Press Release: “A Name, A Voice, A Life: The Black Newporters of the 17th – 19th Centuries”

May 30, 2024

FOR IMMEDIATE RELEASE

May 30, 2024

CONTACT

Lauren Craig

Membership@NewportHistory.org

 

Powerful New Exhibit on Display at Newport Historical Society

“A Name, A Voice, A Life” Explores Stories of Black Newporters

 

NEWPORT, R.I. – The Newport Historical Society (NHS) unveiled a powerful new exhibit: “A Name, A Voice, A Life: The Black Newporters of the 17th-19th Centuries.” Open Monday through Friday through November and free to the public in the NHS headquarters at the Richard I. Burnham Resource Center, the exhibit explores the experiences of Black Newporters whose stories were recovered as part of Voices from the NHS Archives, an expansive four-year research project.

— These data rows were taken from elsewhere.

//! GLB container framing and the top-level export entry points

use crate::accessor::{build_vertex_accessors, index_accessor, index_view, vertex_view};
use crate::document::Root;
use crate::error::{ExtractError, ExtractResult};
use crate::mesh::{MeshSource, VertexAttribute};
use crate::options::ExtractOptions;
use crate::packer::pack_buffers;
use crate::writer::{ByteOrder, EndianWriter};
use gltf_json as json;
use std::fs::OpenOptions;
use std::io::{self, Write};

/// "glTF"
pub const GLB_MAGIC: u32 = 0x4654_6C67;
/// Container format version
pub const GLB_VERSION: u32 = 2;
/// "JSON"
pub const CHUNK_JSON: u32 = 0x4E4F_534A;
/// "BIN\0"
pub const CHUNK_BIN: u32 = 0x004E_4942;

/// Bytes in the GLB header
pub const HEADER_LENGTH: usize = 12;
/// Bytes in each chunk header (length + type)
pub const CHUNK_HEADER_LENGTH: usize = 8;

/// Padding byte for the JSON chunk
const JSON_PADDING: u8 = 0x20;
/// Padding byte for the binary chunk
const BIN_PADDING: u8 = 0x00;

/// Export `mesh` to the file named by `options.output`.
///
/// Fails with [`ExtractError::DestinationExists`] if the path is taken and
/// with [`ExtractError::EmptyMesh`] if there is nothing to export; in both
/// cases nothing is written. The container is fully built in memory before
/// the file is created.
pub fn extract(mesh: &dyn MeshSource, options: &ExtractOptions) -> ExtractResult<()> {
    let path = &options.output;
    if path.try_exists()? {
        return Err(ExtractError::DestinationExists(path.clone()));
    }

    let glb = encode_glb(mesh, options)?;

    let mut file = OpenOptions::new()
        .write(true)
        .create_new(true)
        .open(path)
        .map_err(|e| match e.kind() {
            io::ErrorKind::AlreadyExists => ExtractError::DestinationExists(path.clone()),
            _ => ExtractError::Io(e),
        })?;
    file.write_all(&glb)?;
    file.flush()?;

    tracing::info!(
        path = %path.display(),
        vertices = mesh.vertex_count(),
        indices = mesh.index_count(),
        bytes = glb.len(),
        "Exported mesh"
    );
    Ok(())
}

/// Encode `mesh` as a GLB container in memory
pub fn encode_glb(mesh: &dyn MeshSource, options: &ExtractOptions) -> ExtractResult<Vec<u8>> {
    let mut glb = Vec::new();
    extract_to_writer(mesh, options, &mut glb)?;
    Ok(glb)
}

/// Encode `mesh` as a GLB container and write it to `sink`.
///
/// Both chunks are assembled before the first byte reaches `sink`, since
/// the header needs their final lengths. Returns the total container length.
pub fn extract_to_writer<W: Write>(
    mesh: &dyn MeshSource,
    options: &ExtractOptions,
    sink: W,
) -> ExtractResult<usize> {
    if mesh.vertex_count() == 0 {
        return Err(ExtractError::EmptyMesh);
    }
    validate_buffers(mesh)?;

    let mut root = Root::single_mesh(options.render_mode, options.generator.clone());

    let vertex = build_vertex_accessors(mesh, options)?;
    root.accessors = vertex.accessors;
    root.primitive_mut().attributes = vertex.attributes;

    let mut bin = EndianWriter::new(Vec::new(), ByteOrder::LittleEndian);
    let sections = pack_buffers(mesh, &mut bin)?;
    root.buffer_views
        .push(vertex_view(sections.vertex_length, mesh.vertex_stride()));

    if let Some(index) = sections.index {
        root.buffer_views
            .push(index_view(index.byte_offset, index.byte_length));
        let accessor = json::Index::new(root.accessors.len() as u32);
        root.accessors.push(index_accessor(mesh.index_count()));
        root.primitive_mut().indices = Some(accessor);
    }

    pad_to_alignment(&mut bin, BIN_PADDING)?;
    let bin = bin.finish()?;
    root.buffers[0].byte_length = bin.len().into();

    let mut json = EndianWriter::new(Vec::new(), ByteOrder::LittleEndian);
    root.to_writer(&mut json)?;
    pad_to_alignment(&mut json, JSON_PADDING)?;
    let json = json.finish()?;

    let total =
        HEADER_LENGTH + CHUNK_HEADER_LENGTH + json.len() + CHUNK_HEADER_LENGTH + bin.len();
    let total_u32 = u32::try_from(total).map_err(|_| ExtractError::ContainerTooLarge(total))?;
    tracing::debug!(
        json_length = json.len(),
        bin_length = bin.len(),
        total,
        "Framing GLB container"
    );

    let mut out = EndianWriter::new(sink, ByteOrder::LittleEndian);
    out.write_u32(GLB_MAGIC)?;
    out.write_u32(GLB_VERSION)?;
    out.write_u32(total_u32)?;
    write_chunk(&mut out, CHUNK_JSON, &json)?;
    write_chunk(&mut out, CHUNK_BIN, &bin)?;
    out.finish()?;

    Ok(total)
}

/// Check the attribute layout against the stride and the raw byte views
/// against the declared counts.
///
/// Expected lengths saturate, so an absurd declared count reports a
/// mismatch instead of overflowing.
fn validate_buffers(mesh: &dyn MeshSource) -> ExtractResult<()> {
    let stride = mesh.vertex_stride();
    let layout: usize = mesh.attributes().iter().map(VertexAttribute::size).sum();
    if layout > stride {
        return Err(ExtractError::StrideTooSmall { layout, stride });
    }

    let expected = mesh.vertex_count().saturating_mul(stride);
    let actual = mesh.vertex_bytes().len();
    if actual != expected {
        return Err(ExtractError::BufferSizeMismatch {
            what: "vertex",
            expected,
            actual,
        });
    }

    if mesh.index_count() > 0 {
        let expected = mesh.index_count().saturating_mul(2);
        let actual = mesh.index_bytes().map_or(0, <[u8]>::len);
        if actual != expected {
            return Err(ExtractError::BufferSizeMismatch {
                what: "index",
                expected,
                actual,
            });
        }
    }

    Ok(())
}

/// Pad an in-memory accumulator to a 4-byte boundary with `fill`
fn pad_to_alignment(writer: &mut EndianWriter<Vec<u8>>, fill: u8) -> io::Result<()> {
    let len = writer.get_ref().len() + writer.buffered();
    for _ in 0..(4 - len % 4) % 4 {
        writer.write_u8(fill)?;
    }
    Ok(())
}

/// Write one length-prefixed, type-tagged chunk
fn write_chunk<W: Write>(
    out: &mut EndianWriter<W>,
    chunk_type: u32,
    data: &[u8],
) -> ExtractResult<()> {
    let length =
        u32::try_from(data.len()).map_err(|_| ExtractError::ContainerTooLarge(data.len()))?;
    out.write_u32(length)?;
    out.write_u32(chunk_type)?;
    out.write_slice(data)?;
    Ok(())
}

Launched in February, Voices contains more than 4,000 historical documents that center the experiences of Black and Indigenous people in Newport’s history.

“The Voices database makes an important part of our collections–and our history–more accessible to the community. With this exhibit, we’ve taken that effort one step further, creating a dynamic visual experience that makes Newport’s history even more vivid and accessible,” said Executive Director Rebecca Bertrand.

The life stories of five people of African descent who were researched for the database project are depicted in the exhibit through the work of local artists Cat Laine, Toby Sisson, and Eric Telfort. The exhibition features historical objects and documents that speak to their experiences and livelihoods, within a broader exploration of Black life in Newport in the 17th to 19th centuries.

The exhibition also includes the outdoor sculpture “Six of the First,” a monument by artist Jean-Marc Superville Sovak that commemorates some of the earliest recorded Africans trafficked to the shores of Newport County in the mid-1700s. The sculpture was generously donated to NHS by Tony and Tracy Weisman, having been produced for the Jamestown Arts Center 2022 Biennial Outdoor Arts Experience.

“Slavery and the slave trade are foundational to Newport’s story, and for too long this history has been underrecognized,” said Board President Doug Newhouse. “Through our walking tours, our collections, our properties and now this incredible new exhibit, the team at NHS is working to center the stories of Black and Indigenous people, enslaved and free.”

Supported by a grant from the van Beuren Charitable Foundation and modeled on the work of Enslaved.org, the Voices from the NHS Archives database uncovered 1,700 names of Black and Indigenous Newporters. In the months leading up to the exhibit opening, NHS staff and community partners visited schools, community centers, and other nonprofits, sharing their research and engaging the community to write out each of the names by hand. They will be displayed as a centerpiece of the exhibition.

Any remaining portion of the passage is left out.